IRS Commissioner Danny Werfel has a message for high-wealth tax cheats who are wrongly deducting private jet travel and otherwise shorting the government on their taxes: Pay your fair share so “others aren’t shouldering the burden of funding our government.”
Werfel, who will hit the one-year mark at the helm of the IRS in April, said in a wide-ranging interview with The Associated Press that the agency will expand its pursuit of high-wealth tax dodgers with new initiatives in the coming months and is using tools like artificial intelligence to ferret out abuses and taking the fight to sophisticated scammers.
That doesn’t mean the IRS has undergone a complete image makeover. There’s still plenty of criticism to go around, including from Republican lawmakers who accuse the agency of heavy-handed overreach.
The simplest solution to avoid all this bullshit is to abandon our ridiculous gargantuan tax code system and implement a flat tax rate system. The same percentage for everyone with no loopholes or exemptions except for the most extenuous of circumstances.
A flat tax is a terrible idea. 10% of the salary of someone who makes $50,000 a year is a lot bigger hardship than 10% of the salary of someone who makes $500,000 a year.
Years ago I came up with an algorithmic progressive tax that tracks the income distribution curve.
Using the 2011 numbers I could get 1% increments for. With a top tax rate of 40%, the bottom ~85% of people had a tax rate below 5%, and the budget that year would still balance.
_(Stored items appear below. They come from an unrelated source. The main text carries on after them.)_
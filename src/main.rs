//! todobot - conversational task manager
//!
//! CLI entry point: runs the bot loop, or takes one-shot backup and
//! cleanup actions.

use clap::Parser;
use eyre::{Context, Result};
use tokio::sync::watch;
use tracing::{info, warn};

use todobot::cli::{Cli, Command};
use todobot::config::Config;
use todobot::transport::{ConsoleTransport, Transport};
use todobot::{BackupManager, Dispatcher, Store};

/// Chat id used for the single console session
const CONSOLE_CHAT_ID: i64 = 1;

fn setup_logging(verbose: bool) -> Result<()> {
    // stdout belongs to the console transport; log to stderr
    let level = if verbose { tracing::Level::DEBUG } else { tracing::Level::INFO };

    tracing_subscriber::fmt()
        .with_writer(std::io::stderr)
        .with_env_filter(tracing_subscriber::EnvFilter::from_default_env().add_directive(level.into()))
        .init();

    info!("Logging initialized (verbose: {})", verbose);
    Ok(())
}

#[tokio::main]
async fn main() -> Result<()> {
    let cli = Cli::parse();

    setup_logging(cli.verbose).context("Failed to setup logging")?;

    let config = Config::load(cli.config.as_ref()).context("Failed to load configuration")?;
    config.validate()?;

    match cli.command {
        None | Some(Command::Run) => run_bot(&config).await,
        Some(Command::Backup) => cmd_backup(&config),
        Some(Command::Cleanup { keep }) => cmd_cleanup(&config, keep),
    }
}

/// Take one backup now
fn cmd_backup(config: &Config) -> Result<()> {
    let manager = BackupManager::new(&config.storage.database_path, &config.backup)?;
    let path = manager.create_backup()?;
    println!("Backup written to {}", path.display());
    Ok(())
}

/// Prune old backups
fn cmd_cleanup(config: &Config, keep: Option<usize>) -> Result<()> {
    let manager = BackupManager::new(&config.storage.database_path, &config.backup)?;
    let removed = manager.cleanup_old_backups(keep.unwrap_or(config.backup.keep))?;
    println!("Removed {} old backup(s)", removed);
    Ok(())
}

/// Run the event loop with the backup scheduler alongside
async fn run_bot(config: &Config) -> Result<()> {
    if std::env::var(&config.bot.token_env).is_err() {
        warn!(
            "{} not set; no chat platform configured, serving the console only",
            config.bot.token_env
        );
    }

    let store = Store::open(&config.storage.database_path).context("Failed to open database")?;
    info!(path = %config.storage.database_path.display(), "Database ready");

    let dispatcher = Dispatcher::new(store, config.ui.page_size);

    let (shutdown_tx, shutdown_rx) = watch::channel(false);
    let backup_manager = BackupManager::new(&config.storage.database_path, &config.backup)?;
    let backup_handle = tokio::spawn(backup_manager.run(shutdown_rx));
    info!("Backup scheduler spawned");

    let mut transport = ConsoleTransport::new(CONSOLE_CHAT_ID);
    info!("Ready. Type /start to begin, Ctrl+C to stop.");

    loop {
        tokio::select! {
            event = transport.next_event() => {
                match event? {
                    Some(incoming) => {
                        if let Some(reply) = dispatcher.handle(&incoming) {
                            transport.send(incoming.sender.chat_id, &reply).await?;
                        }
                    }
                    None => {
                        info!("Input exhausted");
                        break;
                    }
                }
            }
            _ = tokio::signal::ctrl_c() => {
                info!("Interrupt received");
                break;
            }
        }
    }

    info!("Shutting down...");
    let _ = shutdown_tx.send(true);
    let _ = backup_handle.await;

    Ok(())
}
And being a fixed algorythm, it's completely closed to manipulation. Unless you lie about your income, but that's already a felony.
Go after a minimum wage worker for $200 dollars is a waste of time and money. Going after a billionaire/corporation for $200,000,000 will always have a greater ROI.
After the IRA was signed into law, Treasury Secretary Janet Yellen directed IRS leadership not to increase audit rates on people making less than $400,000 a year annually.
Gives you an idea who they are actually targeting.